*** Opening Excerpted records ***
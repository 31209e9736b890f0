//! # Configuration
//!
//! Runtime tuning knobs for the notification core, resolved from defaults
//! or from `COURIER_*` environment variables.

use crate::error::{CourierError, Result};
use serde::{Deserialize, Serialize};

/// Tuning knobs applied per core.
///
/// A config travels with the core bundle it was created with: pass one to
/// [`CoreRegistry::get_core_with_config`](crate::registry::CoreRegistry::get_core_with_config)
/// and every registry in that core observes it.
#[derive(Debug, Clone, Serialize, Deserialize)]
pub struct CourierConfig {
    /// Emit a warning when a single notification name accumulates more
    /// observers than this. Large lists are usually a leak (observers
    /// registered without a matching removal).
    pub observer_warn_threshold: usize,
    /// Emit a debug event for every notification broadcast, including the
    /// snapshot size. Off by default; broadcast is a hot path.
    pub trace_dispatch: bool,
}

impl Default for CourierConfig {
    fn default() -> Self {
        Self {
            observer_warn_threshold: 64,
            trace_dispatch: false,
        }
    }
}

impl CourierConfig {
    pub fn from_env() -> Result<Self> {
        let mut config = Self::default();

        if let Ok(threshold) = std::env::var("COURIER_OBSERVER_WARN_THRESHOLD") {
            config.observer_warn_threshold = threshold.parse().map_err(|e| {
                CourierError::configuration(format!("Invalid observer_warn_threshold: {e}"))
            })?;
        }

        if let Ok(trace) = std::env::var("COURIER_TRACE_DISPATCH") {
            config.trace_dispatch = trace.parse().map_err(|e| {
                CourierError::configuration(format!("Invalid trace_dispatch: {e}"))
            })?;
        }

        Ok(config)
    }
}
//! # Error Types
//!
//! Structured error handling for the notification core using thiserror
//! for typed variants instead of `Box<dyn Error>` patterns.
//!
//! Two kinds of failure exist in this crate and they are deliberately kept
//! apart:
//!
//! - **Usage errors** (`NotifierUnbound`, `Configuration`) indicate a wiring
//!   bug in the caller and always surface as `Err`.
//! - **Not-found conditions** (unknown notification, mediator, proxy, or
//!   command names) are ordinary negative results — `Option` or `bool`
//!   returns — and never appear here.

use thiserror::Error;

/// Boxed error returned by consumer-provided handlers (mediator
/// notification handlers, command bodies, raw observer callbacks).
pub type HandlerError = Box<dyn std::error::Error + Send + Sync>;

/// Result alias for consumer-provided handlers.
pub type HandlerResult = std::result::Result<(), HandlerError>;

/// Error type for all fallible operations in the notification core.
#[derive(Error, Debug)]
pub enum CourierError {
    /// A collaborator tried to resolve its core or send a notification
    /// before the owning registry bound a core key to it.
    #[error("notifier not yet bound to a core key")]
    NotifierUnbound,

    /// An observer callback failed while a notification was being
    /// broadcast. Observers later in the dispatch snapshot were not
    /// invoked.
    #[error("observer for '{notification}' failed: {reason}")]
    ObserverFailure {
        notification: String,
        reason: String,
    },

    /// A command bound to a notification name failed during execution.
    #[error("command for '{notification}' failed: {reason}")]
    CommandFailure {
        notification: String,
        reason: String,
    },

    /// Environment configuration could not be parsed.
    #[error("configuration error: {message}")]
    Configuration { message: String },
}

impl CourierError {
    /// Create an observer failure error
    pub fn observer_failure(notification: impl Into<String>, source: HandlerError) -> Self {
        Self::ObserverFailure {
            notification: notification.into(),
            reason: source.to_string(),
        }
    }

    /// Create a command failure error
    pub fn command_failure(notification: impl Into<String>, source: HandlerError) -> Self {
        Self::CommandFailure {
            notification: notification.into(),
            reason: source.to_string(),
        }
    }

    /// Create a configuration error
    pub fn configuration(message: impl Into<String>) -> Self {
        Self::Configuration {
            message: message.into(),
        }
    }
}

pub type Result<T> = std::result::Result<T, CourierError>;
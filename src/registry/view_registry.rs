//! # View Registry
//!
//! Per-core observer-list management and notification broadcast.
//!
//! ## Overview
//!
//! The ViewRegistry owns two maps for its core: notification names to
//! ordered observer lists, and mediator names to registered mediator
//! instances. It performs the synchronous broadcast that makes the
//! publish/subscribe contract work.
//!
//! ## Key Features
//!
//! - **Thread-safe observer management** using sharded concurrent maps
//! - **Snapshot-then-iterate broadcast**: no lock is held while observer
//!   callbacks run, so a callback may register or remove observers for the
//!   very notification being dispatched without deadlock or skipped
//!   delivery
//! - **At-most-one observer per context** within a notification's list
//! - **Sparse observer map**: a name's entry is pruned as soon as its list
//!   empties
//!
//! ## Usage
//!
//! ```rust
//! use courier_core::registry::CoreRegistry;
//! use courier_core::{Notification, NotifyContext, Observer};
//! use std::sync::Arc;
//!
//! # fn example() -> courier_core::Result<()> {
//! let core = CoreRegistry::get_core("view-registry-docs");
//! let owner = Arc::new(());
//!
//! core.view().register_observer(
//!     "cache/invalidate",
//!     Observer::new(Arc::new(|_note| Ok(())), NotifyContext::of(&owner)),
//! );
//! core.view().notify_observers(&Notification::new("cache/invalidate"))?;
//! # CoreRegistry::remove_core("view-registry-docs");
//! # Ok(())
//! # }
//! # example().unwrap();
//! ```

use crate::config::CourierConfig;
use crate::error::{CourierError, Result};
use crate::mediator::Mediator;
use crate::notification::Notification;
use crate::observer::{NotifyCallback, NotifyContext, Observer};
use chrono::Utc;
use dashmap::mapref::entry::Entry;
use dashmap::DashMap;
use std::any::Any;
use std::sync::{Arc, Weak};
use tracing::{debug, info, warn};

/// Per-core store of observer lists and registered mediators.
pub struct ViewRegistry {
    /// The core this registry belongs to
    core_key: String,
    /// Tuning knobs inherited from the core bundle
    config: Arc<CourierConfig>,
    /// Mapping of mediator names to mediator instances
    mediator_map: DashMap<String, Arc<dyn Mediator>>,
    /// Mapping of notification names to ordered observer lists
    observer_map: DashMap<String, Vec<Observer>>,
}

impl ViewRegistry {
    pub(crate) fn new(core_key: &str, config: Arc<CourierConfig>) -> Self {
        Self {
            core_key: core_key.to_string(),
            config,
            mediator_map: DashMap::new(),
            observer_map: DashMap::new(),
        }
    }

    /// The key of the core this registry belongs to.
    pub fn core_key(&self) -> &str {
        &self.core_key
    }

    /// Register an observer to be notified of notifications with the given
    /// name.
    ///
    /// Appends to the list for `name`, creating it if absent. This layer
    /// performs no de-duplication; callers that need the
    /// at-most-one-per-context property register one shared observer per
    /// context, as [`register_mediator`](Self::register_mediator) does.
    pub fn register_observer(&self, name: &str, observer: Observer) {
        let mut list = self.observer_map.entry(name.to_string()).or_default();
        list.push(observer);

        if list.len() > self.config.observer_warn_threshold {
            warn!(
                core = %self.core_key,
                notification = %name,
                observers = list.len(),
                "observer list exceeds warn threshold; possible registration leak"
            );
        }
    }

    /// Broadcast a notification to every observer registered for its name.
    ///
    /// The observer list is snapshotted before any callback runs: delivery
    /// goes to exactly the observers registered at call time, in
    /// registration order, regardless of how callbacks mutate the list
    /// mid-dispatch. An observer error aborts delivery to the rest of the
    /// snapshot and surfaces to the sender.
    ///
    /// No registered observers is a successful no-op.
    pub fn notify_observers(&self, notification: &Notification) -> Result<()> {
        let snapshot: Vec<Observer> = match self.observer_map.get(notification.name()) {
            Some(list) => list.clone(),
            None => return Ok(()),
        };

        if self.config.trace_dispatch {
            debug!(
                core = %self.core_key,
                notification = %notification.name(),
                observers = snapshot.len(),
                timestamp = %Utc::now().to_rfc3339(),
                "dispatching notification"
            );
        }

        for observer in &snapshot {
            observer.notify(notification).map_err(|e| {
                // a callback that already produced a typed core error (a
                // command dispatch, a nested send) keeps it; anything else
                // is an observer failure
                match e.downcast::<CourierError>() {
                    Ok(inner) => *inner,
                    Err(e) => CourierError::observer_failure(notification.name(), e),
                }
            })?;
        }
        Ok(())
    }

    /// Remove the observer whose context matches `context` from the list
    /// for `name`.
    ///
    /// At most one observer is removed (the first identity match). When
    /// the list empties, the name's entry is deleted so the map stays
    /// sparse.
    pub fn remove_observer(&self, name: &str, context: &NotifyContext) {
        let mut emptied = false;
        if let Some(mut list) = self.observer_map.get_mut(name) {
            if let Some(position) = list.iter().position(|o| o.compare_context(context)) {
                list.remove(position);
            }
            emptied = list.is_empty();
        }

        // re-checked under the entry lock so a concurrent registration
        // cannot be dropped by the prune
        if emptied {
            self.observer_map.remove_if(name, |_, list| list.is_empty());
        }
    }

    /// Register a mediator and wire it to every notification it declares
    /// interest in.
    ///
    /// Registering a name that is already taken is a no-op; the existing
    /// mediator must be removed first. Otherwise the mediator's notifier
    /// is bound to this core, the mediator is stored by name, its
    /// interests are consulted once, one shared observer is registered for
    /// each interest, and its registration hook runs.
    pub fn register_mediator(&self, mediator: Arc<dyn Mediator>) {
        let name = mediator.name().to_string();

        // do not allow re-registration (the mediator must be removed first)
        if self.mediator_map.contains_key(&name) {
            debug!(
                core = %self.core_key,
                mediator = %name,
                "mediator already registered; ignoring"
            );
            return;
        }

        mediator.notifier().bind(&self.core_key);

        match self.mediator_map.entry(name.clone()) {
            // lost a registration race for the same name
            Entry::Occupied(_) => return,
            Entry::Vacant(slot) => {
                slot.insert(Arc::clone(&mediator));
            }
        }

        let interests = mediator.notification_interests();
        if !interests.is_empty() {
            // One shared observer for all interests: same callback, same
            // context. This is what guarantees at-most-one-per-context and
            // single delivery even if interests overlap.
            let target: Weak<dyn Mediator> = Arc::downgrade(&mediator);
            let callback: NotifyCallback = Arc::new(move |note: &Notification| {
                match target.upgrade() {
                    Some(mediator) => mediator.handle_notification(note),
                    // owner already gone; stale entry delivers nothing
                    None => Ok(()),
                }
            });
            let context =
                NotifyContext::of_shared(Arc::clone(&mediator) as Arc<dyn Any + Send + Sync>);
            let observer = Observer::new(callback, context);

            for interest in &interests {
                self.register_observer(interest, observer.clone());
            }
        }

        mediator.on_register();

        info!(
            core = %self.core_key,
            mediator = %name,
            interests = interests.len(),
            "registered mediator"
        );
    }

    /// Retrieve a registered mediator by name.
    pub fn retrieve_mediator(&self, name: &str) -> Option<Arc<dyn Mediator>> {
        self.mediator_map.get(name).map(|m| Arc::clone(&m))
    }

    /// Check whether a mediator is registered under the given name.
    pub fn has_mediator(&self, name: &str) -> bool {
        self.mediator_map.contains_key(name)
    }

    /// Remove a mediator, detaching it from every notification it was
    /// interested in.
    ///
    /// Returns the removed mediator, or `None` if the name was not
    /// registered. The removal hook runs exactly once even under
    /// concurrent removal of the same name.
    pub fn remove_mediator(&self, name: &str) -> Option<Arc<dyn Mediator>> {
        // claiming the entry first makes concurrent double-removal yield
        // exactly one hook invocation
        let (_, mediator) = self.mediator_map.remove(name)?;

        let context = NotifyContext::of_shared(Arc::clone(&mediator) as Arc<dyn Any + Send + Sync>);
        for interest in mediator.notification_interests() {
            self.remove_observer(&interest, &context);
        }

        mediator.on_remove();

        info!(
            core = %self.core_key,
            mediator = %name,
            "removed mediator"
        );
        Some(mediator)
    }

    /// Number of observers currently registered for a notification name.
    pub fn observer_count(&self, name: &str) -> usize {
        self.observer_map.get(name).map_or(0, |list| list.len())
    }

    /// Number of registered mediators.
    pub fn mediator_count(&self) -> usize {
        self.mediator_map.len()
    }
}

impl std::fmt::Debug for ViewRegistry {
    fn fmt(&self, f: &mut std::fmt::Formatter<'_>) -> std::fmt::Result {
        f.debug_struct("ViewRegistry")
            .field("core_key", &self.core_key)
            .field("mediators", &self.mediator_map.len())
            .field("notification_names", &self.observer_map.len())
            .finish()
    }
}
*** Closing Excerpted records ***
* [The problem]: In the records above, collect each line with "invalidate".

* [Answer space]:
//!     "cache/invalidate",
//! core.view().notify_observers(&Notification::new("cache/invalidate"))?;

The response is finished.